Представлен гибкий информатика рабочий позволяя мультиплексированных на основе образа анализ флуоресцентно меченых клеток. Рабочий процесс количественно ядерных и цитоплазматических маркеров и вычисляет маркер перемещение между этими отсеками. Процедуры предназначены для возмущения клеток с использованием миРНК и надежную методику для обнаружения маркера путем непрямой иммунофлуоресценции в форматах 96-а.
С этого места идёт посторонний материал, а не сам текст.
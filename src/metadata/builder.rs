use std::any::{type_name, Any, TypeId};
use std::collections::HashSet;
use std::marker::PhantomData;

use super::access::Lens;
use super::{
    AssociationAccess, AssociationMapping, Cascade, ClassKind, ClassMetadata, EmbeddedMapping,
    FieldMapping, IdStrategy,
};
use crate::attachment::Attachments;
use crate::collection::PersistentCollection;
use crate::embedded::EmbedField;
use crate::error::{OdmError, Result};
use crate::types::FieldType;
use crate::unit_of_work::DocHandle;

fn instantiate<T: Any + Default>() -> Box<dyn Any> {
    Box::new(T::default())
}

/// Name, stored key and converter of a scalar field.
#[derive(Debug, Clone)]
pub struct Field {
    name: String,
    json_name: Option<String>,
    type_name: Option<String>,
}

impl Field {
    pub fn new(name: impl Into<String>) -> Self {
        Self {
            name: name.into(),
            json_name: None,
            type_name: None,
        }
    }

    /// Key used in the stored document. Defaults to the field name.
    pub fn json_name(mut self, json_name: impl Into<String>) -> Self {
        self.json_name = Some(json_name.into());
        self
    }

    /// Registered converter name. Defaults to the Rust type's natural converter.
    pub fn type_name(mut self, type_name: impl Into<String>) -> Self {
        self.type_name = Some(type_name.into());
        self
    }
}

impl From<&str> for Field {
    fn from(name: &str) -> Self {
        Field::new(name)
    }
}

/// Name, stored key and target class of an embedded field.
#[derive(Debug, Clone)]
pub struct Embed {
    name: String,
    json_name: Option<String>,
    target: Option<String>,
}

impl Embed {
    pub fn new(name: impl Into<String>) -> Self {
        Self {
            name: name.into(),
            json_name: None,
            target: None,
        }
    }

    pub fn json_name(mut self, json_name: impl Into<String>) -> Self {
        self.json_name = Some(json_name.into());
        self
    }

    /// Fix the embedded class instead of reading the stored discriminator.
    pub fn target(mut self, class: impl Into<String>) -> Self {
        self.target = Some(class.into());
        self
    }
}

impl From<&str> for Embed {
    fn from(name: &str) -> Self {
        Embed::new(name)
    }
}

/// Name, target, direction and cascade flags of an association.
#[derive(Debug, Clone)]
pub struct Reference {
    name: String,
    json_name: Option<String>,
    target: Option<String>,
    mapped_by: Option<String>,
    cascade: Cascade,
}

impl Reference {
    pub fn new(name: impl Into<String>) -> Self {
        Self {
            name: name.into(),
            json_name: None,
            target: None,
            mapped_by: None,
            cascade: Cascade::NONE,
        }
    }

    pub fn json_name(mut self, json_name: impl Into<String>) -> Self {
        self.json_name = Some(json_name.into());
        self
    }

    pub fn target(mut self, class: impl Into<String>) -> Self {
        self.target = Some(class.into());
        self
    }

    /// Make this the inverse side of `field` on the target class.
    pub fn mapped_by(mut self, field: impl Into<String>) -> Self {
        self.mapped_by = Some(field.into());
        self
    }

    pub fn cascade(mut self, cascade: Cascade) -> Self {
        self.cascade = self.cascade | cascade;
        self
    }
}

impl From<&str> for Reference {
    fn from(name: &str) -> Self {
        Reference::new(name)
    }
}

/// Typed builder for [`ClassMetadata`].
pub struct ClassMetadataBuilder<T> {
    meta: ClassMetadata,
    problems: Vec<OdmError>,
    names: HashSet<String>,
    json_names: HashSet<String>,
    _owner: PhantomData<fn() -> T>,
}

impl ClassMetadata {
    /// Start mapping a root document class.
    pub fn document<T: Any + Default>(name: impl Into<String>) -> ClassMetadataBuilder<T> {
        ClassMetadataBuilder::new(name.into(), ClassKind::Document)
    }

    /// Start mapping an embedded value-object class.
    pub fn embedded<T: Any + Default>(name: impl Into<String>) -> ClassMetadataBuilder<T> {
        ClassMetadataBuilder::new(name.into(), ClassKind::Embedded)
    }
}

impl<T: Any + Default> ClassMetadataBuilder<T> {
    fn new(name: String, kind: ClassKind) -> Self {
        Self {
            meta: ClassMetadata {
                name,
                type_id: TypeId::of::<T>(),
                rust_type: type_name::<T>(),
                kind,
                factory: instantiate::<T>,
                id_strategy: IdStrategy::default(),
                identifier: None,
                version: None,
                fields: Vec::new(),
                embedded: Vec::new(),
                associations: Vec::new(),
                attachments: None,
            },
            problems: Vec::new(),
            names: HashSet::new(),
            json_names: HashSet::new(),
            _owner: PhantomData,
        }
    }
}

impl<T: Any> ClassMetadataBuilder<T> {
    pub fn identifier(
        mut self,
        get: fn(&T) -> &Option<String>,
        get_mut: fn(&mut T) -> &mut Option<String>,
    ) -> Self {
        self.meta.identifier = Some(Box::new(Lens { get, get_mut }));
        self
    }

    pub fn id_strategy(mut self, strategy: IdStrategy) -> Self {
        self.meta.id_strategy = strategy;
        self
    }

    /// Field receiving the revision token after every load and write.
    pub fn version(
        mut self,
        get: fn(&T) -> &Option<String>,
        get_mut: fn(&mut T) -> &mut Option<String>,
    ) -> Self {
        self.meta.version = Some(Box::new(Lens { get, get_mut }));
        self
    }

    pub fn field<F: FieldType>(
        mut self,
        field: impl Into<Field>,
        get: fn(&T) -> &F,
        get_mut: fn(&mut T) -> &mut F,
    ) -> Self {
        let field = field.into();
        let json_name = field.json_name.unwrap_or_else(|| field.name.clone());
        if self.claim(&field.name, &json_name) {
            self.meta.fields.push(FieldMapping {
                name: field.name,
                json_name,
                type_name: field
                    .type_name
                    .unwrap_or_else(|| F::TYPE_NAME.to_string()),
                access: Box::new(Lens { get, get_mut }),
            });
        }
        self
    }

    pub fn embed<F: EmbedField>(
        mut self,
        embed: impl Into<Embed>,
        get: fn(&T) -> &F,
        get_mut: fn(&mut T) -> &mut F,
    ) -> Self {
        let embed = embed.into();
        let json_name = embed.json_name.unwrap_or_else(|| embed.name.clone());
        if self.claim(&embed.name, &json_name) {
            self.meta.embedded.push(EmbeddedMapping {
                name: embed.name,
                json_name,
                cardinality: F::CARDINALITY,
                target: embed.target,
                access: Box::new(Lens { get, get_mut }),
            });
        }
        self
    }

    pub fn reference_one(
        mut self,
        reference: impl Into<Reference>,
        get: fn(&T) -> &Option<DocHandle>,
        get_mut: fn(&mut T) -> &mut Option<DocHandle>,
    ) -> Self {
        let reference = reference.into();
        if reference.mapped_by.is_some() {
            self.problems.push(self.invalid(format!(
                "to-one association {} cannot be the inverse side",
                reference.name
            )));
            return self;
        }
        self.push_association(reference, AssociationAccess::One(Box::new(Lens { get, get_mut })));
        self
    }

    pub fn reference_many(
        mut self,
        reference: impl Into<Reference>,
        get: fn(&T) -> &PersistentCollection,
        get_mut: fn(&mut T) -> &mut PersistentCollection,
    ) -> Self {
        let reference = reference.into();
        if reference.mapped_by.is_some() && reference.target.is_none() {
            self.problems.push(self.invalid(format!(
                "inverse association {} needs a target class",
                reference.name
            )));
            return self;
        }
        self.push_association(reference, AssociationAccess::Many(Box::new(Lens { get, get_mut })));
        self
    }

    pub fn attachments(
        mut self,
        get: fn(&T) -> &Attachments,
        get_mut: fn(&mut T) -> &mut Attachments,
    ) -> Self {
        self.meta.attachments = Some(Box::new(Lens { get, get_mut }));
        self
    }

    /// Validate and finish the mapping.
    pub fn build(mut self) -> Result<ClassMetadata> {
        if let Some(problem) = self.problems.drain(..).next() {
            return Err(problem);
        }

        match self.meta.kind {
            ClassKind::Document if self.meta.identifier.is_none() => {
                return Err(self.invalid("document classes need an identifier field".into()));
            }
            ClassKind::Embedded => {
                if self.meta.identifier.is_some() || self.meta.version.is_some() {
                    return Err(self.invalid(
                        "embedded classes cannot declare an identifier or version".into(),
                    ));
                }
                if !self.meta.associations.is_empty() || self.meta.attachments.is_some() {
                    return Err(self.invalid(
                        "embedded classes cannot declare associations or attachments".into(),
                    ));
                }
            }
            ClassKind::Document => {}
        }

        Ok(self.meta)
    }

    fn push_association(&mut self, reference: Reference, access: AssociationAccess) {
        let json_name = reference
            .json_name
            .unwrap_or_else(|| reference.name.clone());
        if self.claim(&reference.name, &json_name) {
            self.meta.associations.push(AssociationMapping {
                name: reference.name,
                json_name,
                target: reference.target,
                mapped_by: reference.mapped_by,
                cascade: reference.cascade,
                access,
            });
        }
    }

    /// Reserve a field name and stored key, recording a problem on reuse.
    fn claim(&mut self, name: &str, json_name: &str) -> bool {
        if json_name.starts_with('_') {
            let problem = self.invalid(format!(
                "stored key {json_name} of {name} is reserved by the store"
            ));
            self.problems.push(problem);
            return false;
        }
        if !self.names.insert(name.to_string()) || !self.json_names.insert(json_name.to_string()) {
            self.problems.push(OdmError::DuplicateFieldMapping {
                class: self.meta.name.clone(),
                field: name.to_string(),
            });
            return false;
        }
        true
    }

    fn invalid(&self, reason: String) -> OdmError {
        OdmError::InvalidMapping {
            class: self.meta.name.clone(),
            reason,
        }
    }
}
Достижения в понимании механизмов контроля, регулирующих поведение клеток в прикрепленных млекопитающих моделей культуры ткани становятся более зависимыми от режимов анализа одноклеточного. Методы, которые поставляют композитных данные, отражающие средние значения биомаркеров из клеточных популяций рискуем потерять динамику подгрупп населения, которые отражают неоднородность исследуемой биологической системе. В соответствии с этим, традиционные подходы заменяются или поддерживается, более совершенных форм клеточном анализе разработанных с целью оценки High-контент микроскопии. Эти анализы потенциально генерировать большое количество изображений флуоресцентных биомаркеров, которые позволили сопровождая собственные программные пакеты, позволяет многопараметрических измерений в клетке. Тем не менее, относительно высокие капитальные затраты и сверхспециализации многих из этих устройств не позволили их доступность многих исследователей.
Описанный здесьуниверсально применимой рабочий процесс для количественного определения нескольких люминесцентных интенсивности маркеров из определенных субклеточных регионах отдельных клеток, пригодных для использования с изображениями от большинства люминесцентных микроскопов. Ключом к этому рабочего процесса реализация в свободном доступе сотовый Профили программного обеспечения 1 различить отдельные клетки в этих изображениях сегмент их в определенные внутриклеточные регионов и доставить интенсивность флуоресценции маркера конкретные значения этих регионах. Добыча отдельных значений интенсивности клеточного из данных об изображении главная цель этого процесса и будет показано при анализе данных управления от экрана миРНК для G1 регуляторов контрольно-пропускном пункте в прикрепленных клетках человека. Тем не менее, представленные здесь технологический процесс может быть применен к анализу данных, полученных другими способами клеток возмущения (например, соединение экраны) и другие формы флуоресценции на основе клеточных маркеров и, таким образом, должны быть полезны для широкого круга лабораторий.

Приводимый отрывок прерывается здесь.